Warkop-98

Perjuangan untuk Mewujudkan Undang Undang Pribumi

Nusantarakini.com, Jakarta –

Sejak tahun 2007 ketika Deklarasi Hak-Hak Masyarakat Pribumi yang telah dimaterialkan menjadi Keputusan Majelis Umum Perserikatan Bangsa Bangsa (PBB), sudah saatnya kita perjuangkan untuk diratifikasi menjadi Undang-Undang (UU) Pribumi di Indonesia. Karena perwujudan UU Pribumi ini begitu mendesak diberlakukan sebagai fundamental hak kedaulatan Rakyat di Indonesia.

Dalam pasal 27 hukum internasional tentang hak-hak masyarakat pribumi ini disebutkan, Negara harus menciptakan dan menerapkan sebuah proses yang adil, independen, imparsial, terbuka dan transparan sehubungan dengan masyarakat pribumi yang bersangkutan, memberikan hak atas hukum, tradisi, adat istiadat dan sistem kepemilikan tanah, wilayah dan sumber daya mereka, termasuk yang secara tradisi dimiliki atau digunakan. Masyarakat pribumi harus mendapatkan hak untuk berpartisipasi dalam proses ini.

Dari pasal hukum tersebut dapat dimaknai bahwa masyarakat pribumi yang merupakan entitas dasar komunitas Rakyat pribumi membutuhkan Hak Otonomi Rakyat Pribumi. Tentu Hak Otonomi Rakyat Pribumi ini harus memiliki dua kekuatan, yaitu Regulasi dan Badan.

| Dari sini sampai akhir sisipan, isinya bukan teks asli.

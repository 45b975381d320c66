use std::path::Path;

use crate::adapters::pgp::rpgp_backend::RpgpBackend;
use crate::cli::KeyArgs;
use crate::cli::commands::key_helpers;
use crate::cli::output;
use crate::core::errors::{Result, ToolkitError};
use crate::core::traits::pgp_backend::PgpBackend;

/// Execute the `csirt-pgp encrypt` command.
///
/// Encrypts plaintext from `--text`, FILE or stdin to the recipient's
/// public key and prints (or writes) the armored message. With `signer`
/// set, the team key is unlocked the same way `decrypt` does it and the
/// message is signed with it.
pub fn execute(
    file: Option<&str>,
    text: Option<&str>,
    recipient: Option<&str>,
    output_path: Option<&str>,
    signer: Option<&KeyArgs>,
) -> Result<()> {
    let config = key_helpers::load_config()?;

    let recipient_key = match recipient {
        Some(path) => key_helpers::read_existing(Path::new(path))?,
        None => std::env::var(&config.key.public_key_var)
            .ok()
            .filter(|v| !v.trim().is_empty())
            .ok_or_else(|| ToolkitError::EncryptionFailed {
                reason: format!(
                    "no recipient key\n\n  Solutions:\n    \
                     → Pass an armored public key file: --recipient <path>\n    \
                     → Or export it in {}",
                    config.key.public_key_var
                ),
            })?,
    };

    let plaintext = key_helpers::read_input(file, text)?;
    let armored = match signer {
        Some(key) => {
            let session = key_helpers::unlock_decryptor(key, &config)?;
            session.encrypt_signed(&plaintext, &recipient_key)?
        }
        None => RpgpBackend::new().encrypt(&plaintext, &recipient_key, None)?,
    };
    tracing::debug!(
        signed = signer.is_some(),
        bytes = plaintext.len(),
        "message encrypted"
    );

    key_helpers::emit(&armored, output_path)?;
    if let Some(path) = output_path {
        output::success(&format!("Encrypted message written to {path}"));
    }
    Ok(())
}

Regulasi di sini adalah UU Pribumi; dan Badan disini adalah Dewan-Dewan Tradisional Pribumi. Seperti contohnya Dewan Adat dari setiap wilayah di Indonesia. Seperti Dewan Adat Sunda, Betawi, Jawa, Bugis, Batak dan lain-lain yang menyangkut Sistem Ekonomi, Kepemilikan Tanah dan Kepemilikan Sumber-Sumber Asli Kemakmuran Rakyat, aturan-aturan lainya serta hubungan kerjasama pengelolaan dan pembagian hasil dengan Negara dan Swasta.

Jika kita masuk ke dalam Pasal 33 UUD 45, ayat 33 dimana disebut bumi, air dan kekayaan alam yang terkandung didalamnya dikuasai oleh Negara dan dipergunakan untuk sebesar-besarnya kemakmuran rakyat, di sinilah UU Pribumi mendesak untuk diwujudkan.

Makna dikuasai Negara untuk sebesar-besarnya kemakmuran Rakyat adalah kedudukan Negara di sini adalah sebagai pengelola. Sementara sebesar-sebesarnya untuk kemakmuran Rakyat, di sini Rakyat adalah pemilik. Dalam konteks kepemilikan sumber-sumber kemakmuran Rakyat yang merupakan takdir Tuhan Yang Maha Esa, di sini adalah kepemilikan Rakyat Pribumi.

Saat ini penguasaan Konglomerat Taipan atas sumber-sumber kemakmuran Rakyat dan Negara telah begitu di luar batas-batas proporsional. Penguasaan ini telah berubah menjadi kepemilikan menyangkut tanah, air, sumber daya alam dan hampir segala sumber kehidupan Rakyat dimiliki oleh konglomerat. Bahkan telah berkembang menjadi kolonisasi, dengan masuknya tenaga kerja asing ilegal besar-besaran yang informasinya telah terbuka.

Rakyat pribumi yang merupakan pemilik telah berbalik menjadi alas kaki. Sedangkan Negara Indonesia telah dikuasai Konglomerat Taipan yang meminggirkan Hak-Hak Rakyat Pribumi.

Dari persoalan inilah kita membutuhkan kekuatan fundamental dari regulasi dan badan sebagai dasar untuk memperkuat Hak-Hak Rakyat Pribumi.

Bukan itu saja, demi mewujudkan masyarakat multi kultural yang beragam dan penataan keadilan sosial dari berkembang pesatnya arus interaksional antar masyarakat baik pendatang maupun asing dibutuhkan tatanan keadilan yang mengakar.

Di sinilah UU Pribumi dibutuhkan sebagai pondasi menciptakan stabilitas sosial kultural dan nasional sesuai Dasar Negara Indonesia, Pancasila. [mc]

*Yudi Syamhudi Suyuti, Ketua Presidium Musyawarah Rakyat Indonesia (MRI).